=== Section Start ===

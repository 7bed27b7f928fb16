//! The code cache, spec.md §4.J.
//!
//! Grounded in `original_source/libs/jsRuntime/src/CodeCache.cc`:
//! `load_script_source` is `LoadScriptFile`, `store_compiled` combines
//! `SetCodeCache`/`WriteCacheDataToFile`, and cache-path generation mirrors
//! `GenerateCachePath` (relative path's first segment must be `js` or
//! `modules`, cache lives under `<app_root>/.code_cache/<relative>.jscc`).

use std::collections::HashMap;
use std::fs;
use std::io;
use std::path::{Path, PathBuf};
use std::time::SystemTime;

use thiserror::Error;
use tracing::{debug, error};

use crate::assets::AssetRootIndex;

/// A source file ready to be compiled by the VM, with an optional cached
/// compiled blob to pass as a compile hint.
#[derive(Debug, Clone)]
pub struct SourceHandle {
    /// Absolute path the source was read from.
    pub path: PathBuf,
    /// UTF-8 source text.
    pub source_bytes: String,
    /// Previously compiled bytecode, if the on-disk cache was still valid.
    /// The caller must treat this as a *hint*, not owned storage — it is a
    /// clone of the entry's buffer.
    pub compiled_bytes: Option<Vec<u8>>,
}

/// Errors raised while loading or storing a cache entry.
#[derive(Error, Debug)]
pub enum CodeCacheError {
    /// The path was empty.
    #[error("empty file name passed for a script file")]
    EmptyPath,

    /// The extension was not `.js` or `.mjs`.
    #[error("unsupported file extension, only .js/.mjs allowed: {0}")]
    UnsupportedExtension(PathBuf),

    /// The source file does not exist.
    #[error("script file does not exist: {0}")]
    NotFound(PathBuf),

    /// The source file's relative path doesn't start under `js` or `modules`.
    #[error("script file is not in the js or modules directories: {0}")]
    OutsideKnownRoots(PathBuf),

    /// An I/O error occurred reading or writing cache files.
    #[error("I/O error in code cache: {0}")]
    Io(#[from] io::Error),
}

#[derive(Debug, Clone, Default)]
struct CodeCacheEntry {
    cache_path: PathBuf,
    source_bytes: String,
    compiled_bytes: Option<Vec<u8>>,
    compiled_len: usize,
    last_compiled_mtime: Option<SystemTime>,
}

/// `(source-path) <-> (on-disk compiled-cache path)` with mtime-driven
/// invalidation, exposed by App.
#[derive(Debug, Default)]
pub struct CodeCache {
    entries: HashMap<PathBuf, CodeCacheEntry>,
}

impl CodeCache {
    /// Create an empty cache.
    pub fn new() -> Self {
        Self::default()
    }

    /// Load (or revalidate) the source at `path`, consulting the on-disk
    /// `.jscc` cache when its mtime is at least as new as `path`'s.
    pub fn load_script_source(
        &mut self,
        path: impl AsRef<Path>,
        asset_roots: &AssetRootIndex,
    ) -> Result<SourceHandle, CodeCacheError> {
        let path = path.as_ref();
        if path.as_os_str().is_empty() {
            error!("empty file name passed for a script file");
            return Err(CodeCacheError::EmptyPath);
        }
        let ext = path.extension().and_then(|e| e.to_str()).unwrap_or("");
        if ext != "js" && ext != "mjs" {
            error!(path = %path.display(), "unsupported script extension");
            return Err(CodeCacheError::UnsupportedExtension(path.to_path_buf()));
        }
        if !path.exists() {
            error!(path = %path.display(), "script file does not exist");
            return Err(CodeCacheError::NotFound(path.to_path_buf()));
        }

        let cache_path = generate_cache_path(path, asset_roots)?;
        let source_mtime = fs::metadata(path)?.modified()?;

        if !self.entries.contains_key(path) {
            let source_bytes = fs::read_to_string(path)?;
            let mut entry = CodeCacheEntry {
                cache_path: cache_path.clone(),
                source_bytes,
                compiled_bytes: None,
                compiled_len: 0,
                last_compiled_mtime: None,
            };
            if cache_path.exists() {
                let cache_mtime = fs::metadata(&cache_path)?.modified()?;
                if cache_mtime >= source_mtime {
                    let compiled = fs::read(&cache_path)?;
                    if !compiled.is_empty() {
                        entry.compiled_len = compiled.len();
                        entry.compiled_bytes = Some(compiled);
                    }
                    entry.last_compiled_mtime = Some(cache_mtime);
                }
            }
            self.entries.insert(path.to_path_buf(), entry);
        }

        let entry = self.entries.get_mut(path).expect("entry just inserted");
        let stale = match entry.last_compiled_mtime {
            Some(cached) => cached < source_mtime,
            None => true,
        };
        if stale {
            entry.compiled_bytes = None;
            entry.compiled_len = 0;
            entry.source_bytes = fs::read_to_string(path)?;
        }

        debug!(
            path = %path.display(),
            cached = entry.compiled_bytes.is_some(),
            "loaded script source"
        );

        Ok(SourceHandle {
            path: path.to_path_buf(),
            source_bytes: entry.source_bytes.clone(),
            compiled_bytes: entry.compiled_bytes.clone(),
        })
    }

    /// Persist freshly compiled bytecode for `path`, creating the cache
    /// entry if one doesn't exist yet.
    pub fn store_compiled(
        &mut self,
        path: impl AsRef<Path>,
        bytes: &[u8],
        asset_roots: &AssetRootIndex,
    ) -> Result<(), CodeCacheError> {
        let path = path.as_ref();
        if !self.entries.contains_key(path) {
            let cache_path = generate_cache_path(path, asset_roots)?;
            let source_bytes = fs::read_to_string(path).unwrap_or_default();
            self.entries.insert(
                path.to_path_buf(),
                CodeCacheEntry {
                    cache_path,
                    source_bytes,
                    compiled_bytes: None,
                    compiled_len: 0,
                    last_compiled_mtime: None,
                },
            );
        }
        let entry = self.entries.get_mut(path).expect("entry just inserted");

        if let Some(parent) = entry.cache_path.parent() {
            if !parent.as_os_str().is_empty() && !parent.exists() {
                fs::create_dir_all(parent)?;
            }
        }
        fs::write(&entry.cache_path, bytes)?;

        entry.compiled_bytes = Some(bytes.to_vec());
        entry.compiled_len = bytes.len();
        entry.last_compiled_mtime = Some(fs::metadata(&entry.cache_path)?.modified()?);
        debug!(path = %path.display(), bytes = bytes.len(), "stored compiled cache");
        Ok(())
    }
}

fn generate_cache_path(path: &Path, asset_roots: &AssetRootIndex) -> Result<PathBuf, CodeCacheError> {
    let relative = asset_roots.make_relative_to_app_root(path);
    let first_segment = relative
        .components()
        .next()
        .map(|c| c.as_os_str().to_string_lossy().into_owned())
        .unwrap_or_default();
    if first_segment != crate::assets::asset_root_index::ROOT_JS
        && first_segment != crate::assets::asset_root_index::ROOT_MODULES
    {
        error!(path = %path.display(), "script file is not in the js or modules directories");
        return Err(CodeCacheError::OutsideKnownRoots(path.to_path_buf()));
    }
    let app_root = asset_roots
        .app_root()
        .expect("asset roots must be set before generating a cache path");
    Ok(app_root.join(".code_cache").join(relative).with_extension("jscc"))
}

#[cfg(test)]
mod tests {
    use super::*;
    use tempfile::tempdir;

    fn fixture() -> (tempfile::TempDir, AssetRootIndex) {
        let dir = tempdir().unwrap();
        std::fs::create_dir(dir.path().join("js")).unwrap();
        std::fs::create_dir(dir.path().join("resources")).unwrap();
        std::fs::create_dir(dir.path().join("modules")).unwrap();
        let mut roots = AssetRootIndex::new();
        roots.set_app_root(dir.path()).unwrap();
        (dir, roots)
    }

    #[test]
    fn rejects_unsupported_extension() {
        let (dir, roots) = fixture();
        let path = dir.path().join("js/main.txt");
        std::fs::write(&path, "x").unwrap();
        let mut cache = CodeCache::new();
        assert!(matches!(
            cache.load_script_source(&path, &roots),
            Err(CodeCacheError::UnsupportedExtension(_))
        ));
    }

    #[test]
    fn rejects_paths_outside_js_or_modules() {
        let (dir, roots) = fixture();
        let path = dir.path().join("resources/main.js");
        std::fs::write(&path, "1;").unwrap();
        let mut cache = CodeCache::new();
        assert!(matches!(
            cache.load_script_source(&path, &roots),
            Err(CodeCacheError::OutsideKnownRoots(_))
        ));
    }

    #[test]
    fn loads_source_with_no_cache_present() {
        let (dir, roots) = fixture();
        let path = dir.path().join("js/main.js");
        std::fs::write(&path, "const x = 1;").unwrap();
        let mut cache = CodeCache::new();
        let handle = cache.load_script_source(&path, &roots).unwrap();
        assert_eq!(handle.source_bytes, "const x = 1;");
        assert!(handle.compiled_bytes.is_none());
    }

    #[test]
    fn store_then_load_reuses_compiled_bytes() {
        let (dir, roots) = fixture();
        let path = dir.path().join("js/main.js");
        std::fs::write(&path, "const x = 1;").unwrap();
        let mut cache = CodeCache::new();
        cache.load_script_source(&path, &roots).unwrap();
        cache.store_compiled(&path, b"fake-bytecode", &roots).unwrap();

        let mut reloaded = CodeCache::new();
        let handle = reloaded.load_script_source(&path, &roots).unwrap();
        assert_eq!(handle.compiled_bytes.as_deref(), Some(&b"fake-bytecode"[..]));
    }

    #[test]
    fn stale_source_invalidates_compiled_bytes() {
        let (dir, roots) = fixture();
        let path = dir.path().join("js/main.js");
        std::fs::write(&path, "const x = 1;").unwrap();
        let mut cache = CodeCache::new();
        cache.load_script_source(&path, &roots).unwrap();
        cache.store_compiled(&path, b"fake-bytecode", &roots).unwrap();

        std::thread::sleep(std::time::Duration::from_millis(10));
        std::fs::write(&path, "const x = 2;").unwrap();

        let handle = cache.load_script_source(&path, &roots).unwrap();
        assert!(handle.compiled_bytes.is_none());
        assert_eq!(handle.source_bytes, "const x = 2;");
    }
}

=== Section End ===

■ Exercise instructions
For each line above that holds the string "name", provide a copy of that line.

■ Result of the task
    #[error("empty file name passed for a script file")]
            error!("empty file name passed for a script file");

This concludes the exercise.